Si cette démarche pourrait prendre du temps en raison de sa complexité juridique, Mathieu Simonet, avec d’autres, voudraient, pour commencer, que l’Assemblée nationale se saisisse de la question de l’ensemencement en France. Parce que les conséquences sanitaires et environnementales à moyen et long termes de l’utilisation de l’iodure de l’argent ne sont pas connues. Or, pour prendre des décisions et règlementer l’ensemencement, il faudrait d’abord améliorer les connaissances, y compris celles du grand public, estime l’ancien avocat. « Il n’y a que très peu de travaux scientifiques sur la question. Il me semble donc extrêmement important qu'il y ait une commission parlementaire. Elle pourrait faire un état des lieu de ce qu'on sait et de ce qu'on ne sait pas sur les nuages et déterminer quelles études il faudrait lancer ».
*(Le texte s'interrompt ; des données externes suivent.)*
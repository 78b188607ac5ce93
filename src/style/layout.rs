use smallvec::SmallVec;

use crate::foundation::core::Rect;
use crate::foundation::error::{CaptionError, CaptionResult};
use crate::render::canvas::{Canvas, FontSpec};

/// Lines whose natural width reaches this share of the block width are not justified.
pub const JUSTIFY_FILL_LIMIT: f64 = 0.95;

/// Horizontal alignment of lines inside a text block.
#[derive(Clone, Copy, Debug, Default, PartialEq, Eq, Hash, serde::Serialize, serde::Deserialize)]
#[serde(rename_all = "lowercase")]
pub enum Alignment {
    /// Line start on the block's left edge.
    Left,
    /// Each line centered on its own.
    #[default]
    Center,
    /// Line end on the block's right edge.
    Right,
    /// Extra width spread across the gaps between words.
    Justify,
}

/// Split on `\r\n`, `\n` or `\r`. Always yields at least one (possibly empty) line.
pub fn split_lines(text: &str) -> Vec<&str> {
    let mut out = Vec::new();
    let mut rest = text;
    loop {
        match rest.find(['\r', '\n']) {
            Some(i) => {
                out.push(&rest[..i]);
                let skip = if rest[i..].starts_with("\r\n") { 2 } else { 1 };
                rest = &rest[i + skip..];
            }
            None => {
                out.push(rest);
                return out;
            }
        }
    }
}

/// A word of a justified line.
#[derive(Clone, Debug, PartialEq)]
pub struct WordPlacement {
    /// Word text.
    pub text: String,
    /// Left edge relative to the block anchor.
    pub x: f64,
}

/// One laid out line. Coordinates are relative to the block anchor (the block's center).
#[derive(Clone, Debug, PartialEq)]
pub struct LinePlacement {
    /// Line text.
    pub text: String,
    /// Left edge of the line.
    pub x: f64,
    /// Vertical middle of the line.
    pub y: f64,
    /// Natural (measured) width.
    pub width: f64,
    /// Word positions when the line is justified; empty otherwise.
    pub words: SmallVec<[WordPlacement; 8]>,
}

impl LinePlacement {
    /// `(text, left edge)` segments to draw: the words of a justified line, else the whole line.
    pub fn segments(&self) -> Vec<(&str, f64)> {
        if self.words.is_empty() {
            vec![(self.text.as_str(), self.x)]
        } else {
            self.words.iter().map(|w| (w.text.as_str(), w.x)).collect()
        }
    }
}

/// Multi-line text block centered on its anchor.
#[derive(Clone, Debug, PartialEq)]
pub struct BlockLayout {
    /// Lines, top to bottom.
    pub lines: Vec<LinePlacement>,
    /// Widest natural line width.
    pub width: f64,
    /// `line_height * lines.len()`.
    pub height: f64,
    /// `font_size * line_spacing`.
    pub line_height: f64,
}

impl BlockLayout {
    /// Block bounds relative to the anchor.
    pub fn bounds(&self) -> Rect {
        Rect::new(
            -self.width / 2.0,
            -self.height / 2.0,
            self.width / 2.0,
            self.height / 2.0,
        )
    }
}

/// Measure and position every line of `text` around the anchor.
pub fn layout_block(
    canvas: &mut dyn Canvas,
    text: &str,
    font: &FontSpec,
    line_spacing: f64,
    alignment: Alignment,
) -> CaptionResult<BlockLayout> {
    if !line_spacing.is_finite() || line_spacing <= 0.0 {
        return Err(CaptionError::validation(
            "line spacing must be finite and > 0",
        ));
    }
    let lines = split_lines(text);
    let widths = lines
        .iter()
        .map(|l| canvas.measure_text(l, font))
        .collect::<CaptionResult<Vec<f64>>>()?;

    let block_width = widths.iter().copied().fold(0.0, f64::max);
    let line_height = f64::from(font.size_px) * line_spacing;
    let height = line_height * lines.len() as f64;
    let left = -block_width / 2.0;
    let top = -height / 2.0;

    let mut placed = Vec::with_capacity(lines.len());
    for (i, (line, &width)) in lines.iter().zip(&widths).enumerate() {
        let y = top + line_height * (i as f64 + 0.5);
        let mut words = SmallVec::new();
        let x = match alignment {
            Alignment::Left => left,
            Alignment::Right => left + block_width - width,
            Alignment::Center => -width / 2.0,
            Alignment::Justify => {
                words = justify_words(canvas, line, font, width, block_width, left)?;
                left
            }
        };
        placed.push(LinePlacement {
            text: (*line).to_owned(),
            x,
            y,
            width,
            words,
        });
    }

    Ok(BlockLayout {
        lines: placed,
        width: block_width,
        height,
        line_height,
    })
}

fn justify_words(
    canvas: &mut dyn Canvas,
    line: &str,
    font: &FontSpec,
    natural: f64,
    block_width: f64,
    left: f64,
) -> CaptionResult<SmallVec<[WordPlacement; 8]>> {
    let words: Vec<&str> = line.split_whitespace().collect();
    if words.len() < 2 || natural >= block_width * JUSTIFY_FILL_LIMIT {
        return Ok(SmallVec::new());
    }
    let word_widths = words
        .iter()
        .map(|w| canvas.measure_text(w, font))
        .collect::<CaptionResult<Vec<f64>>>()?;

    let gaps = (words.len() - 1) as f64;
    let natural_gap = ((natural - word_widths.iter().sum::<f64>()) / gaps).max(0.0);
    let extra = (block_width - natural) / gaps;

    let mut x = left;
    let mut out = SmallVec::with_capacity(words.len());
    for (word, w) in words.iter().zip(&word_widths) {
        out.push(WordPlacement {
            text: (*word).to_owned(),
            x,
        });
        x += w + natural_gap + extra;
    }
    Ok(out)
}

#[cfg(test)]
#[path = "../../tests/unit/style/layout.rs"]
mod tests;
À l’occasion de la troisième journée internationale des nuages, ce vendredi, Mathieu Simonet et le cabinet de conseil en affaires publiques, Koz, ont mené une action autour de l’Assemblée nationale ce mercredi afin de sensibiliser les élus sur la nécessité d’encadrer la pratique de l’ensemencement des nuages. « Nous souhaitions interpeller les pouvoirs publics sur les enjeux sanitaire, environnemental, climatique et géopolitique liés aux nuages », souligne Nayla Khebibeche, consultante au sein du cabinet Koz. « L’ensemencement des nuages est très peu connu. En conséquence, la plupart des députés ont reçu notre démarche au début comme quelque chose de loufoque. Mais quand ils comprennent les multiples enjeux, ils s’y intéressent sérieusement ».

Les nuages ou la possibilité de faire de la politique autrement

L’écrivain Mathieu Simonet veut voir en les nuages la possibilité de faire de la politique autrement. « Aujourd’hui, en politique, chacun est persuadé d’avoir raison, chacun campe sur ses positions », constate-t-il. « Or en ce qui concerne les nuages, nous ne comprenons encore très peu de leur fonctionnement. Cela nous oblige de faire l’éloge du doute, de travailler de manière pluridisciplinaires. Nous avons une modestie nécessairement collective, couplée à un émerveillement partagé face aux nuages qui nous vient de l’enfance. C’est comme si on avait une page blanche qui nous permettait de réfléchir à la manière de débattre, d'appliquer le principe du contradictoire, de tâtonner, de travailler ensemble ».